▶ _Aim of the task_:
Pick every line from the data that holds the word "multiple".

□ □ □ □

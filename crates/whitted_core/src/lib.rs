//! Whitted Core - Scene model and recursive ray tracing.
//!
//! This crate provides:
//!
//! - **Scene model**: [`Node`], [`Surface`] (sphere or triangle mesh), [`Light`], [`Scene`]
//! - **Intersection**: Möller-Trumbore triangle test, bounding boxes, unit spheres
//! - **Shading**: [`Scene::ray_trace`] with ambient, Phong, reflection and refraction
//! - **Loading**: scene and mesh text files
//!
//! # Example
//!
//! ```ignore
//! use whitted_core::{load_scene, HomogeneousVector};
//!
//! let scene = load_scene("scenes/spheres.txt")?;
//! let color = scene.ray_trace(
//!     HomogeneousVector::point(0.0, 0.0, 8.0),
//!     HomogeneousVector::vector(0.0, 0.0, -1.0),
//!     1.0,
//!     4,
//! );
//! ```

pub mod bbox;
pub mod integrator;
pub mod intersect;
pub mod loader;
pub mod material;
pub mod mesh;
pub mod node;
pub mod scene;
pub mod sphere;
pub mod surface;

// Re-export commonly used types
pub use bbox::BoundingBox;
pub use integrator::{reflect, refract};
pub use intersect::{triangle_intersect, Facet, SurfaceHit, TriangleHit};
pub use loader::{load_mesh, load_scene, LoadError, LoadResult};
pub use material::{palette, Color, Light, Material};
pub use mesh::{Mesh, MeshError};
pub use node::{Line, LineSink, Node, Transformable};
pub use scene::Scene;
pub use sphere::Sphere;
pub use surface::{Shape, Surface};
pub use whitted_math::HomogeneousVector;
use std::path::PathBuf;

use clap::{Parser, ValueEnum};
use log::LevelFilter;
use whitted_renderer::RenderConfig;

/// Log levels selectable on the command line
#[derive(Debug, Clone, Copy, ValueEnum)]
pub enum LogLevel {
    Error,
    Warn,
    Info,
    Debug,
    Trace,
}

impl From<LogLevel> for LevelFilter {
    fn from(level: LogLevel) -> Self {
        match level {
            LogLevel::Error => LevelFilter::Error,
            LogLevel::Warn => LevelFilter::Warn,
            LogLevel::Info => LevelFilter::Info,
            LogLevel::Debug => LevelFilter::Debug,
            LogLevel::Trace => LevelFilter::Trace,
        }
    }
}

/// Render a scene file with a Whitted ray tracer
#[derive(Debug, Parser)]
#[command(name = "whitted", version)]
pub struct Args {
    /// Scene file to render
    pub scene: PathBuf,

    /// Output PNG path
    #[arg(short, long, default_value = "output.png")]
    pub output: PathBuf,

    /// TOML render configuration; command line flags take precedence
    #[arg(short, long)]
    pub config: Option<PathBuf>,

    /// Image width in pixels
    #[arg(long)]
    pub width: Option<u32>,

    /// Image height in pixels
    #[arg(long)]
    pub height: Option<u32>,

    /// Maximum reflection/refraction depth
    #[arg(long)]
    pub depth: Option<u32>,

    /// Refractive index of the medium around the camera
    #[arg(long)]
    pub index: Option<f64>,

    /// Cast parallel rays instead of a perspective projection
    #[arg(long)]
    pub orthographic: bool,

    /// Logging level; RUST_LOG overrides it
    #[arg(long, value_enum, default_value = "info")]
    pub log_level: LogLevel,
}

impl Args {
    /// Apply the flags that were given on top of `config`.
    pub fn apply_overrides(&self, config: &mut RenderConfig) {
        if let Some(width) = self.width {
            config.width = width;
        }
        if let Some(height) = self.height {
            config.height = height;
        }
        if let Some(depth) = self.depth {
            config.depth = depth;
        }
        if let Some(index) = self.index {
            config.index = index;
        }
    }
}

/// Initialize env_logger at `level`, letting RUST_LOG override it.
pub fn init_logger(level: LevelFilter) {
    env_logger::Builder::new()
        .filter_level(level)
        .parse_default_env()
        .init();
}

□ □ □ □

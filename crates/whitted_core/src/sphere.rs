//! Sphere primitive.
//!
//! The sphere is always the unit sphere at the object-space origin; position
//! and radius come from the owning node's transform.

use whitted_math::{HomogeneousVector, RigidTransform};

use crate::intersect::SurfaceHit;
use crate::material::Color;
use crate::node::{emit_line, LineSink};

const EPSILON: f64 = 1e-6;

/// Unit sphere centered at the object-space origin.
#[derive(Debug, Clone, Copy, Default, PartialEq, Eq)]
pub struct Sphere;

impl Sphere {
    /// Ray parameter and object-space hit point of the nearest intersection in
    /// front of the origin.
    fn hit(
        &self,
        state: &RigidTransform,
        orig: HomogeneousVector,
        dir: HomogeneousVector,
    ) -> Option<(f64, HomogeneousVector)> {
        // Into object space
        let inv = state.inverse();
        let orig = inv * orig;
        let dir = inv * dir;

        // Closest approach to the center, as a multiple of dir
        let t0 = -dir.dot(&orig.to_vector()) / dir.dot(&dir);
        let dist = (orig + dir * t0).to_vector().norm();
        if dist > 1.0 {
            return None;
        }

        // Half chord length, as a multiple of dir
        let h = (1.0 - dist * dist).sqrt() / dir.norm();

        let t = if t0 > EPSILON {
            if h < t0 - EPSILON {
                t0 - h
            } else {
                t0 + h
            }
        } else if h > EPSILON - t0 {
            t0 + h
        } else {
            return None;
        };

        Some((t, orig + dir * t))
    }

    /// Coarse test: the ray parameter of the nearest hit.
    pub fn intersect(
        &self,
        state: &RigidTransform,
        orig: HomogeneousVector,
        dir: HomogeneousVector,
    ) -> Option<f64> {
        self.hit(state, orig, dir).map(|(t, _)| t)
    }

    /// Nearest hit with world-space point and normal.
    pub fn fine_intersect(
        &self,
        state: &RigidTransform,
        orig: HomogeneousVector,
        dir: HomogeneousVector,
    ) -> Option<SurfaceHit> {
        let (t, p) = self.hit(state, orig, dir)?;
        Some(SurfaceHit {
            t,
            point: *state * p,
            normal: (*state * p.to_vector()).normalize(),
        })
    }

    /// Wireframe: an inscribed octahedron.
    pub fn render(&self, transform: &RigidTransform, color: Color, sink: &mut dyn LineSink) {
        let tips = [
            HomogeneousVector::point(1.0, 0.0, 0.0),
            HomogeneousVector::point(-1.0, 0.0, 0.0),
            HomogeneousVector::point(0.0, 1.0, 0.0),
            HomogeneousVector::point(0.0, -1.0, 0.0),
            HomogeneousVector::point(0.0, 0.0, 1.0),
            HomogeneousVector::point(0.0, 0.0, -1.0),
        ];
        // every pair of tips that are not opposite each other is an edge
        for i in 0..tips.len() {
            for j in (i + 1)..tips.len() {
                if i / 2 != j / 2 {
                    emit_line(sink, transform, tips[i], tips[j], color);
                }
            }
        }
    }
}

□ □ □ □

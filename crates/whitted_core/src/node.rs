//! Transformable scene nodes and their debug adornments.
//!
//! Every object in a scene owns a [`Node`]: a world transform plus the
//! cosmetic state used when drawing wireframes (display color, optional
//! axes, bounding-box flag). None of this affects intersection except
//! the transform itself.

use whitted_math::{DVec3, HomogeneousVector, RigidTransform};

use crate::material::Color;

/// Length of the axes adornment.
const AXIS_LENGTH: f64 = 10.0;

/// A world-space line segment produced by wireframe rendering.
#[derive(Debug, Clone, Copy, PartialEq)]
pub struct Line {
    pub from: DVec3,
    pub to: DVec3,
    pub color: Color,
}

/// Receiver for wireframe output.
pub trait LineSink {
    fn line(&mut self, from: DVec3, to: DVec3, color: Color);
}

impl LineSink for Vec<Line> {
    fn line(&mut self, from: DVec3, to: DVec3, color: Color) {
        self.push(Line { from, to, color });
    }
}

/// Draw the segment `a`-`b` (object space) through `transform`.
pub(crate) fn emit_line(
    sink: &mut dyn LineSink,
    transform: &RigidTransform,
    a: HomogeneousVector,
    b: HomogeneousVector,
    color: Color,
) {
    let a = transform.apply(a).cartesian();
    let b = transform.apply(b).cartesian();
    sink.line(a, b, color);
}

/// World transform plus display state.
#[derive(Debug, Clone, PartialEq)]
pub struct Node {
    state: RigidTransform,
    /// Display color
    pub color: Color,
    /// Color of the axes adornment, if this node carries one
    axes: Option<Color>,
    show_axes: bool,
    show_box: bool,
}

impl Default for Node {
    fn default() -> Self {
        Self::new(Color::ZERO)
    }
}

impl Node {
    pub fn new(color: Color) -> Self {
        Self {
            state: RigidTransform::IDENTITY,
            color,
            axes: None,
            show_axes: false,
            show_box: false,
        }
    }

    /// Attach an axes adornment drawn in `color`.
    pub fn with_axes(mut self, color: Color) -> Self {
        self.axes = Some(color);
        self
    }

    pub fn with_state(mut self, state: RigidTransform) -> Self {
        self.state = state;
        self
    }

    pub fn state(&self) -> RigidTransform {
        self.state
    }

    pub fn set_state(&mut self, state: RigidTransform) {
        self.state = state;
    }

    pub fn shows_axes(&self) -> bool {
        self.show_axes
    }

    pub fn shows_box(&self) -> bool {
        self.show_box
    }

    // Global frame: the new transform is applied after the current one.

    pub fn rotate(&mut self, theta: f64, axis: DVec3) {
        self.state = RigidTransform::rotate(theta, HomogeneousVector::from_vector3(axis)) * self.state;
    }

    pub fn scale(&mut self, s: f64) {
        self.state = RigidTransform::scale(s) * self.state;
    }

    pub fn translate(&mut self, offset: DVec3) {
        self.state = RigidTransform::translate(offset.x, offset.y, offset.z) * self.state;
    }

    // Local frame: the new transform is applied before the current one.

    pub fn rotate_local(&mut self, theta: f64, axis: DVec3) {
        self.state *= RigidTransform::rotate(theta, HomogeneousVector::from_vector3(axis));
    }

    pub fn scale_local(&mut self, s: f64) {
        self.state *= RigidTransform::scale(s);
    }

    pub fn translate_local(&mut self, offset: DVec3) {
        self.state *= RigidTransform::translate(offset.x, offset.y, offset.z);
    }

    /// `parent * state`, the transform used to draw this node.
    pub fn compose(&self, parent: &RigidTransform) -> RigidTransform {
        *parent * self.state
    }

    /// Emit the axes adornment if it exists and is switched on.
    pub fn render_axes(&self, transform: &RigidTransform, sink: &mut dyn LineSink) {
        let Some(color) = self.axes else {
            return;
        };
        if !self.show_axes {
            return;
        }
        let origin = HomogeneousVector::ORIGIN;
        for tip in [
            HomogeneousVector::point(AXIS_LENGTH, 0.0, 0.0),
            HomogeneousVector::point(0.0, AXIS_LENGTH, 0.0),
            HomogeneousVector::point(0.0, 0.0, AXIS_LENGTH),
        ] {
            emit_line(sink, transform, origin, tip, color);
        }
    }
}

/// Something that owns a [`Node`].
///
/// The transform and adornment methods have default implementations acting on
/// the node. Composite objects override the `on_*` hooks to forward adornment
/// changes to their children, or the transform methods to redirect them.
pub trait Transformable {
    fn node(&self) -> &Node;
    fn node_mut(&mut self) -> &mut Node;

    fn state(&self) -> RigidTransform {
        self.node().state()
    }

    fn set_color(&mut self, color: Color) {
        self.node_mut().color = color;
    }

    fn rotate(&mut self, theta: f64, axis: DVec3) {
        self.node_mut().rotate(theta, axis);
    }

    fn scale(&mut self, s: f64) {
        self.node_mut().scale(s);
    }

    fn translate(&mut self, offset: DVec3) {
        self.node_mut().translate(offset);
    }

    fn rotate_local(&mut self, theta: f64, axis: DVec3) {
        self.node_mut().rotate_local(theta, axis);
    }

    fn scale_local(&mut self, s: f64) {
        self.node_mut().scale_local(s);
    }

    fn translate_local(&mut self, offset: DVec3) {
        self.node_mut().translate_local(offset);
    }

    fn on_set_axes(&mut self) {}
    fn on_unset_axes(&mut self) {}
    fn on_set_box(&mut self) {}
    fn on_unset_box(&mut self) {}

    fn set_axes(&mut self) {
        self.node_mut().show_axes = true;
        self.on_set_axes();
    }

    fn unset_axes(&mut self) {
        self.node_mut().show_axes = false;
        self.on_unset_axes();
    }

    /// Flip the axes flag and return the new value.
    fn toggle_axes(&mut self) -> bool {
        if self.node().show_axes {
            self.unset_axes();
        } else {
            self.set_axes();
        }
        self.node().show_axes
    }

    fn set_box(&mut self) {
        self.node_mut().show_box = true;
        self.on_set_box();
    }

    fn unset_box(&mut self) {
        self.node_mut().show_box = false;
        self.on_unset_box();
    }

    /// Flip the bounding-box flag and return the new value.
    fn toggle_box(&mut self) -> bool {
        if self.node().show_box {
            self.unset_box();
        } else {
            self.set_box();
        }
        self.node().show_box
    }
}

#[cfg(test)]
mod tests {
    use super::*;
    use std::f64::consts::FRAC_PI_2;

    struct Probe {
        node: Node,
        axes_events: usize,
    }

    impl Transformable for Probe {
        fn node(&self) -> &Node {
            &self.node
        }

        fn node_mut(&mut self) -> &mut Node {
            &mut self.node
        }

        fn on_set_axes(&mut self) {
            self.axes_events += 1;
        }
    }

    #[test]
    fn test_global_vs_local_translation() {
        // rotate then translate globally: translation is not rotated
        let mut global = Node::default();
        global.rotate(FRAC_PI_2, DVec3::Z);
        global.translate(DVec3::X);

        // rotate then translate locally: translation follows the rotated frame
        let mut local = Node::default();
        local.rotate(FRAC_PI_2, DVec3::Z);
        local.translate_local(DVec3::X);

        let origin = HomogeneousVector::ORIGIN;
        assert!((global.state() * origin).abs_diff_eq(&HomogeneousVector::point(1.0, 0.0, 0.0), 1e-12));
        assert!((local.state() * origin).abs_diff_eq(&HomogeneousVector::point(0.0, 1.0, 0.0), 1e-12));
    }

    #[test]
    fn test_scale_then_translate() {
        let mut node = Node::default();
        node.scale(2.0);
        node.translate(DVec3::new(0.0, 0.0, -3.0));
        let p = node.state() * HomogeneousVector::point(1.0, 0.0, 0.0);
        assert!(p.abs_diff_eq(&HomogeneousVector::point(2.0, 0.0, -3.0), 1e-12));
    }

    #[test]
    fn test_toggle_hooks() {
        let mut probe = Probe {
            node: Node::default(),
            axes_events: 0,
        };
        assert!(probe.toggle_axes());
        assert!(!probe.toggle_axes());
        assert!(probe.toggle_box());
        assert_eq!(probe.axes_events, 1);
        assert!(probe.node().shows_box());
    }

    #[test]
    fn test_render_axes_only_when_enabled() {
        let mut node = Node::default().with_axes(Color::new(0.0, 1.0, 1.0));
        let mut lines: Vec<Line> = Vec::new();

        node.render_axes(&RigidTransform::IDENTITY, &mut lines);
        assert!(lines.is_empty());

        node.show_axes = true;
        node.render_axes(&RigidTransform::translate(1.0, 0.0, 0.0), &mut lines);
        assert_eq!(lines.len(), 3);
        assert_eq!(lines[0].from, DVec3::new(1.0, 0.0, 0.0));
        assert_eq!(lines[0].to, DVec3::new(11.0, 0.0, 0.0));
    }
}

□ □ □ □

▶ _Answer to this task_:
        // Closest approach to the center, as a multiple of dir
        // Half chord length, as a multiple of dir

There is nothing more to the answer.